Então, vamos lá… Temos o Mercenary.program que vai iniciar a tratativa da linha de comando. Para iniciar ele corretamente, preciso passar um symbol representando o executável. Tentei passar de modo tradicional :scream-out (até porque no Jekyll o exemplo era :jekyll), mas o modo de criar símbolos com :string não aceitou bem a presença do -, então passei "scream-out" como string tradicional mesmo.

Ok, agora se tem um bloco de construção do programa, onde recebo o programa p. O que fazer com ele?

Bem, posso descrever a sintaxe de uso básico dele:

scream-out [options] <discord-webhook>

Usando a função p.syntax. Também não custa nada adicionar uma descrição, não é? Ela está no p.description. Existe também a possibilidade de se adicionar a versão p.version.

Além disso, preciso configurar as opções de linha de comando. Como fazer? Simples, chamo a função p.option. Essa função recebe vários argumentos, mas vou marcar alguns que achei especiais:

  • o primeiro argumento vai ser o identificador interno da opção CLI
    por exemplo, posso marcar "git" como sendo o marcados para a flag -g
  • o possível penúltimo argumento pode ser um tipo
    interessante para lidar com arrays e outros tipos, como números
  • o último argumento, opcional, que é a descrição
  • argumentos do miolo indicam qual a flag e se ela tem complemento
    por exemplo, "-f PATH" indica que tem um argumento chamado, já "-g" indica a ausência de complemento
  • no caso de variáveis sem complemento, ela recebe valor verdade
  • normalmente, no miolo primeiro é a short switch seguido de long switgh

Por exemplo, fiz os seguintes cadastros de opções:

p.option "feed_path", "--feed-path PATH", "Caminho para o feed, sobrescrever env var FEED_PATH"
p.option "git", "-g PATH", "--git PATH", "Caminho para o repositório git, padrão é diretório atual"
p.option "verboso", "-V", "--verbose", "Verbosidade"

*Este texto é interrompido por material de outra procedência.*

use async_trait::async_trait;
use serde::Deserialize;
use tokio::process::Command;
use tokio::sync::Mutex;
use tracing::{debug, warn};

use crate::error::{Result, VitrineError};

/// Source of connected output names (`DP-1`, `eDP-1`, ...).
#[async_trait]
pub trait ScreenEnumerator: Send + Sync {
    /// Connected screens. The list is cached; `refresh` forces a new query.
    async fn screens(&self, refresh: bool) -> Vec<String>;
}

/// Queries the running compositor or X server, caching the result.
#[derive(Default)]
pub struct DisplayScreens {
    cache: Mutex<Option<Vec<String>>>,
}

impl DisplayScreens {
    pub fn new() -> Self {
        Self::default()
    }
}

#[async_trait]
impl ScreenEnumerator for DisplayScreens {
    async fn screens(&self, refresh: bool) -> Vec<String> {
        let mut cache = self.cache.lock().await;
        if !refresh {
            if let Some(screens) = cache.as_ref() {
                return screens.clone();
            }
        }

        let screens = match detect_screens().await {
            Ok(screens) => screens,
            Err(e) => {
                warn!("screen detection failed: {e}");
                Vec::new()
            }
        };
        debug!(?screens, "screens detected");
        *cache = Some(screens.clone());
        screens
    }
}

/// Fixed screen list, settable at runtime.
#[derive(Default)]
pub struct StaticScreens {
    screens: std::sync::Mutex<Vec<String>>,
}

impl StaticScreens {
    pub fn new<S: Into<String>>(screens: impl IntoIterator<Item = S>) -> Self {
        Self {
            screens: std::sync::Mutex::new(screens.into_iter().map(Into::into).collect()),
        }
    }

    pub fn set<S: Into<String>>(&self, screens: impl IntoIterator<Item = S>) {
        let mut guard = self.screens.lock().unwrap_or_else(|p| p.into_inner());
        *guard = screens.into_iter().map(Into::into).collect();
    }
}

#[async_trait]
impl ScreenEnumerator for StaticScreens {
    async fn screens(&self, _refresh: bool) -> Vec<String> {
        self.screens.lock().unwrap_or_else(|p| p.into_inner()).clone()
    }
}

/// Ask Hyprland first, then xrandr.
pub async fn detect_screens() -> Result<Vec<String>> {
    match run(&["hyprctl", "monitors", "-j"]).await {
        Ok(json) => return parse_hyprctl(&json),
        Err(e) => debug!("hyprctl unavailable: {e}"),
    }
    let text = run(&["xrandr", "--query"]).await?;
    Ok(parse_xrandr(&text))
}

async fn run(argv: &[&str]) -> Result<String> {
    let output = Command::new(argv[0])
        .args(&argv[1..])
        .output()
        .await
        .map_err(|e| VitrineError::Screens(format!("failed to run {}: {e}", argv[0])))?;

    if !output.status.success() {
        let stderr = String::from_utf8_lossy(&output.stderr);
        return Err(VitrineError::Screens(format!("{} failed: {stderr}", argv[0])));
    }

    Ok(String::from_utf8_lossy(&output.stdout).to_string())
}

fn parse_hyprctl(json: &str) -> Result<Vec<String>> {
    let raw: Vec<HyprMonitor> = serde_json::from_str(json)?;
    Ok(raw.into_iter().map(|m| m.name).collect())
}

fn parse_xrandr(text: &str) -> Vec<String> {
    text.lines()
        .filter(|line| !line.starts_with(char::is_whitespace))
        .filter_map(|line| {
            let mut parts = line.split_whitespace();
            let name = parts.next()?;
            (parts.next() == Some("connected")).then(|| name.to_string())
        })
        .collect()
}

#[derive(Debug, Deserialize)]
struct HyprMonitor {
    name: String,
}

#[cfg(test)]
mod tests {
    use super::*;

    const MOCK_MONITORS: &str = r#"[
        {
            "id": 0,
            "name": "DP-1",
            "description": "Dell U2720Q",
            "width": 3840,
            "height": 2160,
            "scale": 1.5,
            "focused": true
        },
        {
            "id": 1,
            "name": "HDMI-A-1",
            "description": "LG 27GL850",
            "width": 2560,
            "height": 1440,
            "scale": 1.0,
            "focused": false
        }
    ]"#;

    const MOCK_XRANDR: &str = "\
Screen 0: minimum 8 x 8, current 3840 x 1080, maximum 32767 x 32767
eDP-1 connected primary 1920x1080+0+0 (normal left inverted right x axis y axis) 344mm x 194mm
   1920x1080     60.02*+
HDMI-1 disconnected (normal left inverted right x axis y axis)
DP-2 connected 1920x1080+1920+0 (normal left inverted right x axis y axis) 527mm x 296mm
   1920x1080     60.00*+
";

    #[test]
    fn test_parse_hyprctl() {
        let screens = parse_hyprctl(MOCK_MONITORS).unwrap();
        assert_eq!(screens, vec!["DP-1", "HDMI-A-1"]);
    }

    #[test]
    fn test_parse_xrandr() {
        let screens = parse_xrandr(MOCK_XRANDR);
        assert_eq!(screens, vec!["eDP-1", "DP-2"]);
    }

    #[tokio::test]
    async fn test_static_screens() {
        let screens = StaticScreens::new(["DP-1", "DP-2"]);
        assert_eq!(screens.screens(false).await, vec!["DP-1", "DP-2"]);
        screens.set(["DP-2"]);
        assert_eq!(screens.screens(true).await, vec!["DP-2"]);
    }
}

E recebo os seguintes mapeamentos, dependendo dos argumentos:

# --feed-path ../../feed.xml oi -g ./ -V
{"feed_path"=>"../../feed.xml", "git"=>"./", "verboso"=>true}

# --feed-path ../../feed.xml oi -g ./ +V
{"feed_path"=>"../../feed.xml", "git"=>"./"}

# --feed-path ../../feed.xml oi ./ -V -g
# lança exceção porque -g precisa de argumento

# --feed-path ../../feed.xml -V
{"feed_path"=>"../../feed.xml", "verboso"=>true}

E, só preenchendo essas informações, conseguimos chamar scream-out --help, por exemplo:

$ bundle exec scream-out -h
scream-out 0.0.1 -- grita em um canal do Discord os últimos posts de um RSS que batem com o último git commit

Usage:

  scream-out [options] <discord-webhook>

Options:
            --feed-path PATH  Caminho para o feed, sobrescrever env var FEED_PATH
   -g PATH, --git PATH     Caminho para o repositório git, padrão é diretório atual
        -V, --verbose      Verbosidade
        -h, --help         Show this message
        -v, --version      Print the name and version
        -t, --trace        Show the full backtrace when an error occurs

Muito bem, mas e como lidar com a chamada do programa? Bem, para este caso temos a função p.action. Ela vai receber os argumentos que não se encaixam em opções de linha de comando e o mapeamento de linha de comando mostrado acima. E aqui, nesse momento, o programador que se vire para fazer sentido dos argumentos recebidos, ao menos as opções de linha de comando já foram devidamente parseadas.

Por exemplo, explorando essas opções, eu quis imprimir os argumentos, as opções preenchidas pelas flags de linha de comando e, se o primeiro argumento for "oi", chamar a função de “hello world”:

p.action do |args, options|
    puts "imprimindo os args: #{args}"
    puts "imprimindo os args: #{options}"

    if args.empty?
        puts "Esperava o webhook"
        abort
    end
    ScreamOut::oi if args[0] == 'oi'
end

E foi assim que eu descobri como lidar com as flags de linha de comando e os argumentos.

E com isso eu concluo o esqueleto da criação da Gem, posso voltar a focar em de fato publicar no Discord quando eu subo uma nova postagem no blog.